• **Records shown**:
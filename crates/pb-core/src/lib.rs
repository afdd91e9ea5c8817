pub mod columns;
pub mod id;
pub mod lint;
pub mod model;
pub mod registry;
pub mod zone;

pub use id::NodeId;
pub use lint::{LintDiagnostic, LintSeverity, lint_page};
pub use model::*;
pub use registry::{
    ComponentSchema, ComponentTemplate, FieldSpec, Registry, RenderInput, RenderedChildren,
    TemplateContext,
};
pub use zone::{DropZone, ZoneParseError};
/// Deep copy of `node` where the node and every descendant get a fresh id
/// and each copied child points at its copied parent.
fn clone_with_fresh_ids(node: &ComponentNode, parent_id: Option<NodeId>) -> ComponentNode {
    let id = NodeId::fresh(&node.kind);
    ComponentNode {
        id,
        kind: node.kind.clone(),
        props: node.props.clone(),
        layout: node.layout.clone(),
        children: node.children.as_ref().map(|kids| {
            kids.iter()
                .map(|kid| clone_with_fresh_ids(kid, Some(id)))
                .collect()
        }),
        parent_id,
        metadata: node.metadata.clone(),
    }
}

/// Ids of a node and all of its descendants.
fn subtree_ids(node: &ComponentNode) -> Vec<NodeId> {
    let mut ids = Vec::with_capacity(node.subtree_len());
    let mut stack = vec![node];
    while let Some(node) = stack.pop() {
        ids.push(node.id);
        stack.extend(node.child_nodes());
    }
    ids
}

• **Brief**: Search the entries for the string "ComponentNode" and copy each line where it occurs.

• **Result of this exercise**:
fn clone_with_fresh_ids(node: &ComponentNode, parent_id: Option<NodeId>) -> ComponentNode {
    ComponentNode {
fn subtree_ids(node: &ComponentNode) -> Vec<NodeId> {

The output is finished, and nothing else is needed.